Anne,
>I like session bean wrappers because I really like the MVC pattern -- the
>client represents the view, the entity beans represent the model, and the
>session beans represent the controller.
We are also fond of the MVC pattern. Going through the various systems we
designed, I have to report that we use the pattern in all of them. However,
after the initial design phase, we always seem to conclude that the
controller should be broken up into two parts: one half private to the
creating client and the other half sharable among clients. To increase
performance and scalability of our architectures (through sharing and
caching server resident data) we use entity beans for this second half.
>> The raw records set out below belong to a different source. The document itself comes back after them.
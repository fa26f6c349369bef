//! User management API integration tests

use axum::http::StatusCode;
use serde_json::json;
use taskhub::backend::realtime::registry::connection_channel;
use taskhub::shared::event::{personal_room, ServerMessage};
use taskhub::shared::user::Role;

use crate::common::*;

#[tokio::test]
async fn any_user_can_list_and_read_profiles() {
    let (app, state) = test_app().await;
    let alice = create_test_user(&state, "alice@example.com", "Alice").await;
    let bob = create_test_user(&state, "bob@example.com", "Bob").await;

    let (status, list) = get(&app, "/api/users", Some(&alice.token)).await;
    assert_eq!(status, StatusCode::OK);
    assert_eq!(list.as_array().unwrap().len(), 2);
    assert!(list[0].get("password_hash").is_none());

    let (status, profile) = get(&app, &format!("/api/users/{}", bob.id()), Some(&alice.token)).await;
    assert_eq!(status, StatusCode::OK);
    assert_eq!(profile["email"], "bob@example.com");
}

#[tokio::test]
async fn unknown_user_is_404() {
    let (app, state) = test_app().await;
    let alice = create_test_user(&state, "alice@example.com", "Alice").await;

    assert_error(
        &get(&app, "/api/users/4242", Some(&alice.token)).await,
        StatusCode::NOT_FOUND,
        "User not found",
    );
    assert_error(
        &get(&app, "/api/users/4242/tasks", Some(&alice.token)).await,
        StatusCode::NOT_FOUND,
        "User not found",
    );
    assert_error(
        &get(&app, "/api/users/x", Some(&alice.token)).await,
        StatusCode::BAD_REQUEST,
        "Invalid user ID",
    );
}

#[tokio::test]
async fn user_tasks_only_lists_that_owner() {
    let (app, state) = test_app().await;
    let alice = create_test_user(&state, "alice@example.com", "Alice").await;
    let bob = create_test_user(&state, "bob@example.com", "Bob").await;
    post(&app, "/api/tasks", Some(&alice.token), json!({"title": "alice's"})).await;
    post(&app, "/api/tasks", Some(&bob.token), json!({"title": "bob's"})).await;

    let (status, tasks) = get(&app, &format!("/api/users/{}/tasks", bob.id()), Some(&alice.token)).await;

    assert_eq!(status, StatusCode::OK);
    let tasks = tasks.as_array().unwrap();
    assert_eq!(tasks.len(), 1);
    assert_eq!(tasks[0]["title"], "bob's");
}

#[tokio::test]
async fn members_cannot_manage_users() {
    let (app, state) = test_app().await;
    let alice = create_test_user(&state, "alice@example.com", "Alice").await;
    let bob = create_test_user(&state, "bob@example.com", "Bob").await;
    let uri = format!("/api/users/{}", bob.id());

    let created = post(
        &app,
        "/api/users",
        Some(&alice.token),
        json!({"email": "new@example.com", "password": "secret1", "name": "New"}),
    )
    .await;
    let updated = put(&app, &uri, Some(&alice.token), json!({"name": "Robert"})).await;
    let deleted = delete(&app, &uri, Some(&alice.token)).await;

    for response in [created, updated, deleted] {
        assert_error(&response, StatusCode::FORBIDDEN, "Admin privileges required");
    }
}

#[tokio::test]
async fn admin_creates_and_updates_users() {
    let (app, state) = test_app().await;
    let admin = create_test_admin(&state, "root@example.com", "Root").await;

    let (status, created) = post(
        &app,
        "/api/users",
        Some(&admin.token),
        json!({"email": "dana@example.com", "password": "secret1", "name": "Dana", "role": "admin"}),
    )
    .await;
    assert_eq!(status, StatusCode::CREATED);
    assert_eq!(created["role"], "admin");

    let uri = format!("/api/users/{}", created["id"]);
    let (status, updated) = put(&app, &uri, Some(&admin.token), json!({"name": "Dana S."})).await;
    assert_eq!(status, StatusCode::OK);
    assert_eq!(updated["name"], "Dana S.");
    assert_eq!(updated["email"], "dana@example.com");

    let (status, _) = post(
        &app,
        "/api/auth/login",
        None,
        json!({"email": "dana@example.com", "password": "secret1"}),
    )
    .await;
    assert_eq!(status, StatusCode::OK);
}

#[tokio::test]
async fn admin_create_with_taken_email_conflicts() {
    let (app, state) = test_app().await;
    let admin = create_test_admin(&state, "root@example.com", "Root").await;

    let response = post(
        &app,
        "/api/users",
        Some(&admin.token),
        json!({"email": "root@example.com", "password": "secret1", "name": "Dup"}),
    )
    .await;

    assert_eq!(response.0, StatusCode::CONFLICT);
}

#[tokio::test]
async fn deleting_a_user_cascades_and_closes_their_socket() {
    let (app, state) = test_app().await;
    let admin = create_test_admin(&state, "root@example.com", "Root").await;
    let bob = create_test_user(&state, "bob@example.com", "Bob").await;
    post(&app, "/api/tasks", Some(&bob.token), json!({"title": "orphan?"})).await;

    let (sender, mut inbox) = connection_channel();
    state.registry.register(bob.user.profile(), sender);
    assert!(state.registry.is_connected(bob.id()));

    let (status, body) = delete(&app, &format!("/api/users/{}", bob.id()), Some(&admin.token)).await;
    assert_eq!(status, StatusCode::OK);
    assert_eq!(body["message"], "User deleted successfully");

    assert!(!state.registry.is_connected(bob.id()));
    assert!(matches!(inbox.recv().await, Some(ServerMessage::AccountDeleted { .. })));
    assert!(inbox.recv().await.is_none());

    let (_, tasks) = get(&app, "/api/tasks", Some(&admin.token)).await;
    assert_eq!(tasks, json!([]));
    assert_error(
        &get(&app, "/api/auth/verify", Some(&bob.token)).await,
        StatusCode::UNAUTHORIZED,
        "User not found",
    );
}

#[tokio::test]
async fn demoted_admin_stops_receiving_admin_events() {
    let (app, state) = test_app().await;
    let root = create_test_admin(&state, "root@example.com", "Root").await;
    let dana = create_test_admin(&state, "dana@example.com", "Dana").await;

    let (sender, mut inbox) = connection_channel();
    let registration = state.registry.register(dana.user.profile(), sender);
    state
        .registry
        .join_room(dana.id(), registration.connection_id, personal_room(dana.id()));

    let (status, updated) = put(
        &app,
        &format!("/api/users/{}", dana.id()),
        Some(&root.token),
        json!({"role": "member"}),
    )
    .await;
    assert_eq!(status, StatusCode::OK);
    assert_eq!(updated["role"], "member");

    match inbox.try_recv() {
        Ok(ServerMessage::AccountUpdated { user }) => assert_eq!(user.role, Role::Member),
        other => panic!("expected account_updated, got {other:?}"),
    }

    let (status, _) = post(&app, "/api/tasks", Some(&root.token), json!({"title": "After demotion"})).await;
    assert_eq!(status, StatusCode::CREATED);

    let mut names = Vec::new();
    while let Ok(message) = inbox.try_recv() {
        names.push(message.name());
    }
    assert_eq!(names, vec!["task_created"]);
}

#[tokio::test]
async fn promoted_member_starts_receiving_admin_events() {
    let (app, state) = test_app().await;
    let root = create_test_admin(&state, "root@example.com", "Root").await;
    let bob = create_test_user(&state, "bob@example.com", "Bob").await;

    let (sender, mut inbox) = connection_channel();
    state.registry.register(bob.user.profile(), sender);

    let uri = format!("/api/users/{}", bob.id());
    let (status, _) = put(&app, &uri, Some(&root.token), json!({"role": "admin"})).await;
    assert_eq!(status, StatusCode::OK);

    post(&app, "/api/tasks", Some(&root.token), json!({"title": "After promotion"})).await;

    let mut names = Vec::new();
    while let Ok(message) = inbox.try_recv() {
        names.push(message.name());
    }
    assert_eq!(names, vec!["task_created", "task_created_admin"]);
}
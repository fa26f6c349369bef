/**
 * API Route Handlers
 *
 * This module wires every `/api` endpoint onto the router.
 *
 * # Routes
 *
 * ## Public
 * - `GET /api`, `GET /api/health`, `GET /api/db-test`
 * - `POST /api/auth/register`, `POST /api/auth/login`
 *
 * ## Authenticated (bearer token, `auth_middleware`)
 * - `GET /api/auth/verify`
 * - `GET|POST /api/tasks`, `GET|PUT|DELETE /api/tasks/{id}`
 * - `GET|POST /api/users`, `GET|PUT|DELETE /api/users/{id}`, `GET /api/users/{id}/tasks`
 * - `GET /api/socket-status`
 *
 * Admin-only handlers check the role themselves through `AdminUser`.
 */

use axum::{
    middleware,
    routing::{get, post},
    Router,
};

use crate::backend::auth::{login, register, verify};
use crate::backend::middleware::auth_middleware;
use crate::backend::routes::system_routes::{api_info, db_test, health, socket_status};
use crate::backend::server::state::AppState;
use crate::backend::tasks::{create_task, delete_task, get_task, list_tasks, update_task};
use crate::backend::users::{
    create_user, delete_user, get_user, list_user_tasks, list_users, update_user,
};

/// Add the public and protected API routes to `router`
pub fn configure_api_routes(router: Router<AppState>, app_state: &AppState) -> Router<AppState> {
    let public = Router::new()
        .route("/api", get(api_info))
        .route("/api/health", get(health))
        .route("/api/db-test", get(db_test))
        .route("/api/auth/register", post(register))
        .route("/api/auth/login", post(login));

    let protected = Router::new()
        .route("/api/auth/verify", get(verify))
        .route("/api/tasks", get(list_tasks).post(create_task))
        .route(
            "/api/tasks/{id}",
            get(get_task).put(update_task).delete(delete_task),
        )
        .route("/api/users", get(list_users).post(create_user))
        .route(
            "/api/users/{id}",
            get(get_user).put(update_user).delete(delete_user),
        )
        .route("/api/users/{id}/tasks", get(list_user_tasks))
        .route("/api/socket-status", get(socket_status))
        .route_layer(middleware::from_fn_with_state(
            app_state.clone(),
            auth_middleware,
        ));

    router.merge(public).merge(protected)
}
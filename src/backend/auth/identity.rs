//! Identity Verifier
//!
//! Resolves a bearer credential to a stored [`User`]. Shared by the REST
//! middleware and the WebSocket handshake so both reject the same way.

use sqlx::SqlitePool;
use thiserror::Error;

use crate::backend::auth::sessions::TokenKeys;
use crate::backend::auth::users::{get_user_by_id, User};

#[derive(Debug, Error)]
pub enum IdentityError {
    #[error("Access token required")]
    MissingCredential,

    #[error("Invalid or expired token")]
    InvalidCredential,

    #[error("User not found")]
    UnknownUser,

    #[error("identity lookup failed: {0}")]
    Store(#[from] sqlx::Error),
}

/// Token from an `Authorization: Bearer <token>` header value.
pub fn bearer_token(header: Option<&str>) -> Result<&str, IdentityError> {
    header
        .and_then(|value| value.strip_prefix("Bearer "))
        .map(str::trim)
        .filter(|token| !token.is_empty())
        .ok_or(IdentityError::MissingCredential)
}

/// Token presented during the socket handshake: bare, or with a `Bearer ` prefix.
pub fn handshake_token(raw: Option<&str>) -> Result<&str, IdentityError> {
    raw.map(|value| value.strip_prefix("Bearer ").unwrap_or(value).trim())
        .filter(|token| !token.is_empty())
        .ok_or(IdentityError::MissingCredential)
}

/// Verify `token` and load the user it names.
pub async fn authenticate(
    pool: &SqlitePool,
    keys: &TokenKeys,
    token: &str,
) -> Result<User, IdentityError> {
    let claims = keys.verify_token(token).map_err(|e| {
        tracing::warn!(error = %e, "Rejected bearer token");
        IdentityError::InvalidCredential
    })?;

    let user_id = claims.user_id().ok_or(IdentityError::InvalidCredential)?;

    get_user_by_id(pool, user_id)
        .await?
        .ok_or(IdentityError::UnknownUser)
}
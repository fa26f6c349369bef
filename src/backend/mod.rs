//! Backend Module
//!
//! This module contains all server-side code for TaskHub: an Axum HTTP API
//! over SQLite plus a WebSocket channel that pushes task changes to every
//! connected user.
//!
//! This module is only compiled when the `ssr` feature is enabled.
//!
//! # Architecture
//!
//! - **`server`** - Configuration, startup, application state
//! - **`routes`** - HTTP route table and router assembly
//! - **`auth`** - Password hashing, JWT tokens, user store, auth handlers
//! - **`middleware`** - Bearer authentication and validated JSON bodies
//! - **`tasks`** - Task persistence and `/api/tasks` handlers
//! - **`users`** - `/api/users` management handlers
//! - **`realtime`** - Connection registry, event fan-out, socket endpoint
//! - **`error`** - `BackendError` and its HTTP mapping
//!
//! # Module Structure
//!
//! ```text
//! backend/
//! ├── mod.rs          - Module exports and documentation
//! ├── main.rs         - `taskhub-server` binary
//! ├── server/         - Config, init, state
//! ├── routes/         - Route configuration
//! ├── auth/           - Authentication
//! ├── middleware/     - Request extractors and layers
//! ├── tasks/          - Task store and handlers
//! ├── users/          - User management handlers
//! ├── realtime/       - Socket registry and fan-out
//! └── error/          - Error types
//! ```
//!
//! # Write Path
//!
//! A successful task mutation is committed first and only then handed to
//! `EventFanout::publish`, which broadcasts `task_created` / `task_updated` /
//! `task_deleted` to every connection and the `*_admin` variant to admins.
//! Delivery is best effort; a slow or gone socket never fails the request.
//!
//! # Example
//!
//! ```rust,no_run
//! use taskhub::backend::server::{create_app, ServerConfig};
//!
//! # async fn example() -> Result<(), Box<dyn std::error::Error>> {
//! let config = ServerConfig::load()?;
//! let (router, _state) = create_app(config).await?;
//! let listener = tokio::net::TcpListener::bind("0.0.0.0:3001").await?;
//! axum::serve(listener, router).await?;
//! # Ok(())
//! # }
//! ```

/// Server setup and configuration
pub mod server;

/// Route configuration
pub mod routes;

/// Real-time socket system
pub mod realtime;

/// Backend error types
pub mod error;

/// Authentication and user store
pub mod auth;

/// Middleware for request processing
pub mod middleware;

/// Task store and handlers
pub mod tasks;

/// User management handlers
pub mod users;

pub use error::BackendError;
pub use realtime::{ConnectionRegistry, EventFanout};
pub use server::{create_app, AppState, ServerConfig};
//! `ValidJson<T>`: `Json<T>` that also runs `T::validate`.
//!
//! Both a body that fails to parse and one that parses but fails validation
//! come back as a 400 `BackendError::Validation`, so every route reports bad
//! input with the same envelope.

use axum::{
    extract::{FromRequest, Request},
    Json,
};
use serde::de::DeserializeOwned;

use crate::backend::error::BackendError;
use crate::shared::error::FieldError;
use crate::shared::validation::Validate;

#[derive(Debug, Clone)]
pub struct ValidJson<T>(pub T);

impl<S, T> FromRequest<S> for ValidJson<T>
where
    S: Send + Sync,
    T: DeserializeOwned + Validate,
{
    type Rejection = BackendError;

    async fn from_request(request: Request, state: &S) -> Result<Self, Self::Rejection> {
        let Json(value) = Json::<T>::from_request(request, state)
            .await
            .map_err(|rejection| BackendError::Validation {
                message: "Validation failed".to_string(),
                details: vec![FieldError::new("body", rejection.body_text())],
            })?;

        value.validate()?;
        Ok(Self(value))
    }
}
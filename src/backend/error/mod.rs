//! Backend Error Module
//!
//! This module defines error types specific to the backend server.
//! These errors are used in HTTP handlers and can be converted to HTTP responses.
//!
//! # Architecture
//!
//! The error module is organized into focused submodules:
//!
//! - **`types`** - Error type definitions and constructors
//! - **`conversion`** - `From` impls for lower layers and `IntoResponse`
//!
//! # Module Structure
//!
//! ```text
//! error/
//! ├── mod.rs        - Module exports and documentation
//! ├── types.rs      - Error type definitions
//! └── conversion.rs - Error conversion implementations
//! ```
//!
//! # HTTP Response Conversion
//!
//! `BackendError` implements `IntoResponse`, so handlers return
//! `Result<_, BackendError>` and use `?` on store, hashing and token calls.
//! Database constraint violations become 409/400, everything unexpected
//! becomes a 500 with a generic message.

/// Error type definitions
pub mod types;

/// Error conversion implementations
pub mod conversion;

// Re-export commonly used types
pub use types::BackendError;
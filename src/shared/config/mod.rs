//! Application configuration module
//!
//! Client-facing configuration: where the TaskHub server lives. The server's
//! own settings are in `backend::server::config`.

use thiserror::Error;

/// Default server address, matching the server's default port.
pub const DEFAULT_SERVER_URL: &str = "http://localhost:3001";

/// Application configuration
#[derive(Debug, Clone, PartialEq, Eq)]
pub struct AppConfig {
    /// Base URL of the server, without a trailing slash
    pub server_url: String,
}

impl Default for AppConfig {
    fn default() -> Self {
        Self {
            server_url: DEFAULT_SERVER_URL.to_string(),
        }
    }
}

impl AppConfig {
    /// Create a new AppConfigBuilder
    pub fn builder() -> AppConfigBuilder {
        AppConfigBuilder::default()
    }

    /// Validate the configuration
    pub fn validate(&self) -> Result<(), ConfigError> {
        let rest = self
            .server_url
            .strip_prefix("http://")
            .or_else(|| self.server_url.strip_prefix("https://"))
            .ok_or_else(|| ConfigError::InvalidUrl(self.server_url.clone()))?;
        if rest.is_empty() || rest.starts_with('/') {
            return Err(ConfigError::InvalidUrl(self.server_url.clone()));
        }
        Ok(())
    }

    /// Base URL of the WebSocket endpoint's scheme and authority (`ws://` or `wss://`).
    pub fn socket_base(&self) -> String {
        if let Some(rest) = self.server_url.strip_prefix("https://") {
            format!("wss://{rest}")
        } else if let Some(rest) = self.server_url.strip_prefix("http://") {
            format!("ws://{rest}")
        } else {
            self.server_url.clone()
        }
    }
}

/// Builder for AppConfig
#[derive(Debug, Default)]
pub struct AppConfigBuilder {
    server_url: Option<String>,
}

impl AppConfigBuilder {
    /// Set the server URL
    pub fn server_url(mut self, url: impl Into<String>) -> Self {
        self.server_url = Some(url.into());
        self
    }

    /// Build the configuration
    pub fn build(self) -> Result<AppConfig, ConfigError> {
        let server_url = self
            .server_url
            .ok_or(ConfigError::MissingValue("server_url"))?
            .trim_end_matches('/')
            .to_string();
        let config = AppConfig { server_url };
        config.validate()?;
        Ok(config)
    }
}

/// Configuration errors
#[derive(Debug, Error)]
pub enum ConfigError {
    #[error("invalid URL: {0}")]
    InvalidUrl(String),
    #[error("missing value: {0}")]
    MissingValue(&'static str),
}
/**
 * Task records and the request bodies that create or change them.
 *
 * A task always has exactly one owner (`user_id`). `user_name` is the owner's
 * display name, joined in when the record is read so clients never need a
 * second lookup to render it.
 */
use chrono::{DateTime, Utc};
use serde::{Deserialize, Serialize};

use crate::shared::error::SharedError;
use crate::shared::validation::{Validate, Validator};

#[derive(Debug, Clone, PartialEq, Eq, Serialize, Deserialize)]
#[cfg_attr(feature = "ssr", derive(sqlx::FromRow))]
pub struct Task {
    pub id: i64,
    pub title: String,
    pub description: Option<String>,
    pub category: Option<String>,
    pub completed: bool,
    pub user_id: i64,
    pub user_name: String,
    pub created_at: DateTime<Utc>,
    pub updated_at: DateTime<Utc>,
}

/// Body of `POST /api/tasks`.
#[derive(Debug, Clone, PartialEq, Eq, Serialize, Deserialize)]
pub struct NewTask {
    pub title: String,
    #[serde(default, skip_serializing_if = "Option::is_none")]
    pub description: Option<String>,
    #[serde(default, skip_serializing_if = "Option::is_none")]
    pub category: Option<String>,
    #[serde(default)]
    pub completed: bool,
}

impl NewTask {
    pub fn titled(title: impl Into<String>) -> Self {
        Self {
            title: title.into(),
            description: None,
            category: None,
            completed: false,
        }
    }

    pub fn with_category(mut self, category: impl Into<String>) -> Self {
        self.category = Some(category.into());
        self
    }

    pub fn with_description(mut self, description: impl Into<String>) -> Self {
        self.description = Some(description.into());
        self
    }
}

impl Validate for NewTask {
    fn validate(&self) -> Result<(), SharedError> {
        Validator::new().title("title", &self.title).finish()
    }
}

/// Body of `PUT /api/tasks/{id}`.
///
/// Every field is optional; `None` leaves the stored value untouched, so an
/// empty object is a valid (no-op) update.
#[derive(Debug, Clone, Default, PartialEq, Eq, Serialize, Deserialize)]
pub struct TaskUpdate {
    #[serde(default, skip_serializing_if = "Option::is_none")]
    pub title: Option<String>,
    #[serde(default, skip_serializing_if = "Option::is_none")]
    pub description: Option<String>,
    #[serde(default, skip_serializing_if = "Option::is_none")]
    pub category: Option<String>,
    #[serde(default, skip_serializing_if = "Option::is_none")]
    pub completed: Option<bool>,
}

impl TaskUpdate {
    pub fn completed(completed: bool) -> Self {
        Self {
            completed: Some(completed),
            ..Self::default()
        }
    }

    pub fn is_empty(&self) -> bool {
        self.title.is_none()
            && self.description.is_none()
            && self.category.is_none()
            && self.completed.is_none()
    }
}

impl Validate for TaskUpdate {
    fn validate(&self) -> Result<(), SharedError> {
        let mut validator = Validator::new();
        if let Some(title) = &self.title {
            validator.title("title", title);
        }
        validator.finish()
    }
}
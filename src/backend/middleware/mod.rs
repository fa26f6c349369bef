//! Middleware Module
//!
//! Request processing that runs before handlers:
//!
//! - **`auth`** - bearer-token middleware plus the `AuthUser` / `AdminUser` extractors
//! - **`json`** - `ValidJson`, a validating JSON body extractor
//!
//! # Example
//!
//! ```rust,ignore
//! use axum::middleware;
//! use taskhub::backend::middleware::auth_middleware;
//!
//! let protected = Router::new()
//!     .route("/tasks", get(list_tasks))
//!     .route_layer(middleware::from_fn_with_state(state.clone(), auth_middleware));
//! ```

pub mod auth;
pub mod json;

pub use auth::{auth_middleware, AdminUser, AuthUser, AuthenticatedUser};
pub use json::ValidJson;
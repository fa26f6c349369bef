//! Integration tests
//!
//! - `api` drives the router in-process with `tower::ServiceExt::oneshot`
//! - `realtime` serves the app on a real port and connects `EventBridge`s

pub mod realtime;
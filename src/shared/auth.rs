//! Request and response bodies of the `/api/auth` routes.

use serde::{Deserialize, Serialize};

use crate::shared::error::SharedError;
use crate::shared::user::UserProfile;
use crate::shared::validation::{Validate, Validator};

#[derive(Debug, Clone, Serialize, Deserialize)]
pub struct RegisterRequest {
    pub email: String,
    pub password: String,
    pub name: String,
}

impl Validate for RegisterRequest {
    fn validate(&self) -> Result<(), SharedError> {
        Validator::new()
            .email("email", &self.email)
            .password("password", &self.password)
            .name("name", &self.name)
            .finish()
    }
}

#[derive(Debug, Clone, Serialize, Deserialize)]
pub struct LoginRequest {
    pub email: String,
    pub password: String,
}

impl Validate for LoginRequest {
    fn validate(&self) -> Result<(), SharedError> {
        Validator::new()
            .email("email", &self.email)
            .password("password", &self.password)
            .finish()
    }
}

/// Returned by register and login.
#[derive(Debug, Clone, Serialize, Deserialize)]
pub struct AuthResponse {
    pub message: String,
    pub user: UserProfile,
    pub token: String,
}

/// Returned by `GET /api/auth/verify`.
#[derive(Debug, Clone, Serialize, Deserialize)]
pub struct VerifyResponse {
    pub message: String,
    pub user: UserProfile,
}

/// Plain `{message}` acknowledgement used by delete routes.
#[derive(Debug, Clone, PartialEq, Eq, Serialize, Deserialize)]
pub struct MessageResponse {
    pub message: String,
}

impl MessageResponse {
    pub fn new(message: impl Into<String>) -> Self {
        Self {
            message: message.into(),
        }
    }
}

/// `{error}` envelope of every failed API call.
#[derive(Debug, Clone, Serialize, Deserialize)]
pub struct ErrorBody {
    pub error: String,
}
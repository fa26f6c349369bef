/**
 * Application State Management
 *
 * This module defines the application state structure and implements
 * the necessary `FromRef` traits for Axum state extraction.
 *
 * # Architecture
 *
 * The `AppState` struct serves as the central state container for the
 * application, holding:
 * - the SQLite connection pool
 * - the token signing keys
 * - the connection registry of live sockets
 * - the event fanout that turns task mutations into socket events
 * - the resolved server configuration
 *
 * # Thread Safety
 *
 * Every field is cheap to clone and shares its inner data:
 * - `SqlitePool` is reference counted internally
 * - `ConnectionRegistry` wraps `Arc<Mutex<HashMap<..>>>`
 * - `ServerConfig` sits behind an `Arc`
 *
 * Tests build as many independent `AppState`s as they need; nothing here is
 * process-global.
 */

use std::sync::Arc;

use axum::extract::FromRef;
use sqlx::SqlitePool;

use crate::backend::auth::sessions::TokenKeys;
use crate::backend::realtime::{ConnectionRegistry, EventFanout};
use crate::backend::server::config::ServerConfig;

#[derive(Clone)]
pub struct AppState {
    /// Database connection pool
    pub db_pool: SqlitePool,

    /// JWT signing and verification keys
    pub tokens: TokenKeys,

    /// Live socket connections, one per user
    pub registry: ConnectionRegistry,

    /// Task event delivery over `registry`
    pub fanout: EventFanout,

    pub config: Arc<ServerConfig>,
}

impl AppState {
    pub fn new(db_pool: SqlitePool, config: ServerConfig) -> Self {
        let registry = ConnectionRegistry::new();
        Self {
            db_pool,
            tokens: TokenKeys::new(&config.jwt_secret, config.jwt_expiry_hours),
            fanout: EventFanout::new(registry.clone()),
            registry,
            config: Arc::new(config),
        }
    }
}

impl FromRef<AppState> for SqlitePool {
    fn from_ref(app_state: &AppState) -> Self {
        app_state.db_pool.clone()
    }
}

impl FromRef<AppState> for TokenKeys {
    fn from_ref(app_state: &AppState) -> Self {
        app_state.tokens.clone()
    }
}

impl FromRef<AppState> for ConnectionRegistry {
    fn from_ref(app_state: &AppState) -> Self {
        app_state.registry.clone()
    }
}

impl FromRef<AppState> for EventFanout {
    fn from_ref(app_state: &AppState) -> Self {
        app_state.fanout.clone()
    }
}
/**
 * Task Handlers
 *
 * REST handlers for `/api/tasks`. All routes sit behind `auth_middleware`.
 *
 * | Route                     | Handler       | Notes                          |
 * |---------------------------|---------------|--------------------------------|
 * | `GET /api/tasks`          | `list_tasks`  | every user's tasks, newest first |
 * | `GET /api/tasks/{id}`     | `get_task`    | owner only, else 404           |
 * | `POST /api/tasks`         | `create_task` | 201, emits `task_created`      |
 * | `PUT /api/tasks/{id}`     | `update_task` | owner only, emits `task_updated` |
 * | `DELETE /api/tasks/{id}`  | `delete_task` | owner only, emits `task_deleted` |
 *
 * Events are published after the store call succeeds and before the
 * response is returned. Publishing cannot fail the request.
 */

use axum::{
    extract::{Path, State},
    http::StatusCode,
    response::Json,
};
use sqlx::SqlitePool;

use crate::backend::error::BackendError;
use crate::backend::middleware::{AuthUser, ValidJson};
use crate::backend::server::AppState;
use crate::backend::tasks::db;
use crate::shared::auth::MessageResponse;
use crate::shared::event::TaskEventKind;
use crate::shared::task::{NewTask, Task, TaskUpdate};
use crate::shared::validation::parse_id;

fn task_id(raw: &str) -> Result<i64, BackendError> {
    parse_id(raw).ok_or_else(|| BackendError::validation("Invalid task ID"))
}

fn task_not_found() -> BackendError {
    BackendError::not_found("Task not found")
}

pub async fn list_tasks(State(pool): State<SqlitePool>) -> Result<Json<Vec<Task>>, BackendError> {
    let tasks = db::list_tasks(&pool).await?;
    Ok(Json(tasks))
}

pub async fn get_task(
    State(pool): State<SqlitePool>,
    AuthUser(user): AuthUser,
    Path(id): Path<String>,
) -> Result<Json<Task>, BackendError> {
    let id = task_id(&id)?;
    let task = db::find_owned(&pool, id, user.id)
        .await?
        .ok_or_else(task_not_found)?;
    Ok(Json(task))
}

pub async fn create_task(
    State(state): State<AppState>,
    AuthUser(user): AuthUser,
    ValidJson(fields): ValidJson<NewTask>,
) -> Result<(StatusCode, Json<Task>), BackendError> {
    let task = db::create_task(&state.db_pool, &fields, user.id).await?;

    tracing::info!("Task {} created by user {}", task.id, user.id);
    state.fanout.publish(TaskEventKind::Created, &task, &user.profile());

    Ok((StatusCode::CREATED, Json(task)))
}

pub async fn update_task(
    State(state): State<AppState>,
    AuthUser(user): AuthUser,
    Path(id): Path<String>,
    ValidJson(fields): ValidJson<TaskUpdate>,
) -> Result<Json<Task>, BackendError> {
    let id = task_id(&id)?;
    let task = db::update_task(&state.db_pool, id, &fields, user.id)
        .await?
        .ok_or_else(task_not_found)?;

    tracing::info!("Task {} updated by user {}", task.id, user.id);
    state.fanout.publish(TaskEventKind::Updated, &task, &user.profile());

    Ok(Json(task))
}

pub async fn delete_task(
    State(state): State<AppState>,
    AuthUser(user): AuthUser,
    Path(id): Path<String>,
) -> Result<Json<MessageResponse>, BackendError> {
    let id = task_id(&id)?;
    let task = db::delete_task(&state.db_pool, id, user.id)
        .await?
        .ok_or_else(task_not_found)?;

    tracing::info!("Task {} deleted by user {}", task.id, user.id);
    state.fanout.publish(TaskEventKind::Deleted, &task, &user.profile());

    Ok(Json(MessageResponse::new("Task deleted successfully")))
}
While on this subject, I also want to point out that we often use multi-tier
persistence. Our domain entities are always persisted "long-term". The
entities in the controller most often are persisted "short-term" (not
outlasting the server instance and local to the server) thus not affecting
the schema of the domain.
>In many applications the view uses multiple model instances. If the client
>works directly with the entity beans, then the client has to get a
reference
>for each entity bean instance. If you wrap the entities with a session
bean,
>then the client only needs one reference. The session bean manages all of
>the references to the entity instances. This approach definitely reduces
>resource requirements (one OUT reference versus many OUT references).
This sounds very nice on paper, however, in practice that one session bean
very fast becomes a monolith, you loose flexibility and, most importantly,
you are forced to ignore encapsulation (and all the other advances in OOP).
This is not to say that we don't use concentrators. In the systems we
architect, we use multiple concentrators, some of them implemented as
session beans while others as on-the-fly, sharable entities (e.g. our
EJBCollections used in querying entity domains).
>You could implement the controller function using an entity bean (using a
>session ID as the primary key). This approach has some significant
>advantages -- the session data could be persistent, so you could easily
>recover a lost session.
Of course, neither this nor any other of the above techniques for boosting
server resident data sharing/caching and improving scalability are feasible
if the platform does not allow releasing unreferenced entity objects.